Dataset excerpts section start

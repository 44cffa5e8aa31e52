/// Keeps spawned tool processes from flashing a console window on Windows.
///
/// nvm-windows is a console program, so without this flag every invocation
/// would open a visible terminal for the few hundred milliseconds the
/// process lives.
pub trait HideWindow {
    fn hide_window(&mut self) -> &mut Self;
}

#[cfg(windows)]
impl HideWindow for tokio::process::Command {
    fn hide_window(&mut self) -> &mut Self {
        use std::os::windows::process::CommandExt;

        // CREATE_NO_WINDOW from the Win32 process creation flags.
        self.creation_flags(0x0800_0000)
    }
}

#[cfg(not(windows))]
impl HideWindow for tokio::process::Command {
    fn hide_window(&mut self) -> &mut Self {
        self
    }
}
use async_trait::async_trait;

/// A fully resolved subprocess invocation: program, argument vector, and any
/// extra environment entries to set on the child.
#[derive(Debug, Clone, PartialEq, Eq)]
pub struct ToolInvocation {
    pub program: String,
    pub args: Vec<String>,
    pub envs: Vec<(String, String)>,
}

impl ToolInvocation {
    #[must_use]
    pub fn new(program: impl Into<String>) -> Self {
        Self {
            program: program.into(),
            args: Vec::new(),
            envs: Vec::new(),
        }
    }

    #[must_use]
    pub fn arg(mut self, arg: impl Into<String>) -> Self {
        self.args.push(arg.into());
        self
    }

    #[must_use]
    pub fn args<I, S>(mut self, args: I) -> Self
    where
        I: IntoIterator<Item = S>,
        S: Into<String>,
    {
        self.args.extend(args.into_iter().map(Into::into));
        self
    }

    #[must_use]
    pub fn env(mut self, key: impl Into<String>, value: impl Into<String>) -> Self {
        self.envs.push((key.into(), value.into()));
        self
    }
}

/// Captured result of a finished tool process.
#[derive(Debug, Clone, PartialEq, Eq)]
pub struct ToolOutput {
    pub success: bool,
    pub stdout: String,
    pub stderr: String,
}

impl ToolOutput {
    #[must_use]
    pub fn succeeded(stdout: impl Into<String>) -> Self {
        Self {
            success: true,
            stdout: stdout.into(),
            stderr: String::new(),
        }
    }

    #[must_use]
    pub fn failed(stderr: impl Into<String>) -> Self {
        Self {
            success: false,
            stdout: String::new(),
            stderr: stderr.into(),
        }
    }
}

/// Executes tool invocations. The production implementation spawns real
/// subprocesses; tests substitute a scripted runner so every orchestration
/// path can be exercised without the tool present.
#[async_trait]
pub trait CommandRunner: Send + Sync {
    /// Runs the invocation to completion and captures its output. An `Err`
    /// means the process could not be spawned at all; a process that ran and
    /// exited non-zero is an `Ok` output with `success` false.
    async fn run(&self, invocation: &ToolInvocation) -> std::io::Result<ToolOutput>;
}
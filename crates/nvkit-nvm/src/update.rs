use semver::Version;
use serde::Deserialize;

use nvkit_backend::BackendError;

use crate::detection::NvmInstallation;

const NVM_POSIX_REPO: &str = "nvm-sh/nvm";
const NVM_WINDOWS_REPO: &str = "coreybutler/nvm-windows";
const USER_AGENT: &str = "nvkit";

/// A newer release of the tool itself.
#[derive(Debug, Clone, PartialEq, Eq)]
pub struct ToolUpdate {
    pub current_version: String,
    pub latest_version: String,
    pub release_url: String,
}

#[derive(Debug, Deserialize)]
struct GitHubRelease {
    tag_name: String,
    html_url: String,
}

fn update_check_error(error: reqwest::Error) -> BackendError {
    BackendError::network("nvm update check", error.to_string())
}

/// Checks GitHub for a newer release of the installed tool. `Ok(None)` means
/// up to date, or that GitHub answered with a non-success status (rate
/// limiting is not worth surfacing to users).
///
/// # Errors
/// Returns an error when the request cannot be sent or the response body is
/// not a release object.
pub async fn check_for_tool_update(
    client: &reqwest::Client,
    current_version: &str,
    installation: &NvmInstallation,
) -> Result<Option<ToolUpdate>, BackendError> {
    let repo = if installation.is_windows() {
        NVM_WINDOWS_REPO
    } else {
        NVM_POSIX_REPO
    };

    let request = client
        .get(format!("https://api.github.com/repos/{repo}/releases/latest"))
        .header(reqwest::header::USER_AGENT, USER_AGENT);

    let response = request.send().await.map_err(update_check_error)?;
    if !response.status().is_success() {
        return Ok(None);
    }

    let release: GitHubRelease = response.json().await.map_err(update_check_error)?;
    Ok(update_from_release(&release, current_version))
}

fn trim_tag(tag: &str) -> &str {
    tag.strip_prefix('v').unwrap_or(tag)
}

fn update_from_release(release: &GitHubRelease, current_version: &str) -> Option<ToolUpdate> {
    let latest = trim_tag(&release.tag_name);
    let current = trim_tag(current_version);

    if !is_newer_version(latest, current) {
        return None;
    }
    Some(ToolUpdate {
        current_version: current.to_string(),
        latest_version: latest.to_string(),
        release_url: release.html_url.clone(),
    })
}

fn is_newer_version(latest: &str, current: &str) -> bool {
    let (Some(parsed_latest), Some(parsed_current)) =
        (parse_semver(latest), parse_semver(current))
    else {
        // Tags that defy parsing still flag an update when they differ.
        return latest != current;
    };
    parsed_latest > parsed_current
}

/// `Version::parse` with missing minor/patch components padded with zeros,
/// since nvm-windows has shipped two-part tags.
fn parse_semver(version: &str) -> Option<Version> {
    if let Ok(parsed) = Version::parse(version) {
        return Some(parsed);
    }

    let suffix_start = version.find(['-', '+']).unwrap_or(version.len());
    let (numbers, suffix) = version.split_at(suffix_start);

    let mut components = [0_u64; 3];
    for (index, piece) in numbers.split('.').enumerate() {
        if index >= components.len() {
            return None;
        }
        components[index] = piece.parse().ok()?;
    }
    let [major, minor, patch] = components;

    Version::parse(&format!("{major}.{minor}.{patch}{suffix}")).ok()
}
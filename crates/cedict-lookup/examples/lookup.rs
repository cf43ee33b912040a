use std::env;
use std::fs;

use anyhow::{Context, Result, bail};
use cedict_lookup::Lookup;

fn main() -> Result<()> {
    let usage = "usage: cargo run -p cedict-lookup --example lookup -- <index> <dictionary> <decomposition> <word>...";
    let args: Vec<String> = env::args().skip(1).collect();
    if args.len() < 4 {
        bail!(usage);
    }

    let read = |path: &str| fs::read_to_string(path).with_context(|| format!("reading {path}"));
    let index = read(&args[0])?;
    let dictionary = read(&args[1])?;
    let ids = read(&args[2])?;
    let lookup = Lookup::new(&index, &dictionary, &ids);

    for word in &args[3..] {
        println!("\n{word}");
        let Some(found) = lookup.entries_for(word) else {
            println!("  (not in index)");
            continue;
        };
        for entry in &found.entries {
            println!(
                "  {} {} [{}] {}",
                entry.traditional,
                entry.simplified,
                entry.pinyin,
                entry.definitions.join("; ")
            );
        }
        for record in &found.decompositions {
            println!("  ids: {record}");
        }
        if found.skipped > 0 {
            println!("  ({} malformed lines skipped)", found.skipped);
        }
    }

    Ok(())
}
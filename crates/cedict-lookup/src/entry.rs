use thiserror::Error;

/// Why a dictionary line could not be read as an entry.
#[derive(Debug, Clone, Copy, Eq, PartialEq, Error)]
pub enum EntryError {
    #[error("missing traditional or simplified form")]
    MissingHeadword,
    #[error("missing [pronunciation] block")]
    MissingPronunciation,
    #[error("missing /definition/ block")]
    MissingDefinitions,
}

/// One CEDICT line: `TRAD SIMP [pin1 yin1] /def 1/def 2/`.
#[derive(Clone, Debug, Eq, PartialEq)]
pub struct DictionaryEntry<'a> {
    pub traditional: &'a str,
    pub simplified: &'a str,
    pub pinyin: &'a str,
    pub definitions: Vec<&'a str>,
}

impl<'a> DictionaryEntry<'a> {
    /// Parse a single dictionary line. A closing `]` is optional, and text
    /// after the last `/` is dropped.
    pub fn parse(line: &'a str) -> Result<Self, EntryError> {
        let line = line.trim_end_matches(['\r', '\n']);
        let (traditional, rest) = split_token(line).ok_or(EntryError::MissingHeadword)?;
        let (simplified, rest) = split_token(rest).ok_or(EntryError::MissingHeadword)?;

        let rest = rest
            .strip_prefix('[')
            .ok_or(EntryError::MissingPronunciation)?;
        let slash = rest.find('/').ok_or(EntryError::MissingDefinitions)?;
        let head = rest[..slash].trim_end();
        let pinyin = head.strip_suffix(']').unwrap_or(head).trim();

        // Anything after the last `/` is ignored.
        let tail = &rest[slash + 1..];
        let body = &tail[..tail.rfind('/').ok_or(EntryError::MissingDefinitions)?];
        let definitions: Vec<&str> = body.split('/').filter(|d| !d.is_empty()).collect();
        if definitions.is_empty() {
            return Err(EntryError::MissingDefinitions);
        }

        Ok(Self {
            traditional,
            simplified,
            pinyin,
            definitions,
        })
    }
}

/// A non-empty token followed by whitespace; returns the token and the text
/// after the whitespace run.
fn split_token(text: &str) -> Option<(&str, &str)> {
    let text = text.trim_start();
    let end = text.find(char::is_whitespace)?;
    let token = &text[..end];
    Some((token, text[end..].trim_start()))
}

Dataset excerpts section end

Required work:
What do the lines above say from the one containing "return latest != current;" down to the one containing "shipped two-part tags."? Return them exactly, both end lines included, and only them.

Reply:
        return latest != current;
    };
    parsed_latest > parsed_current
}

/// `Version::parse` with missing minor/patch components padded with zeros,
/// since nvm-windows has shipped two-part tags.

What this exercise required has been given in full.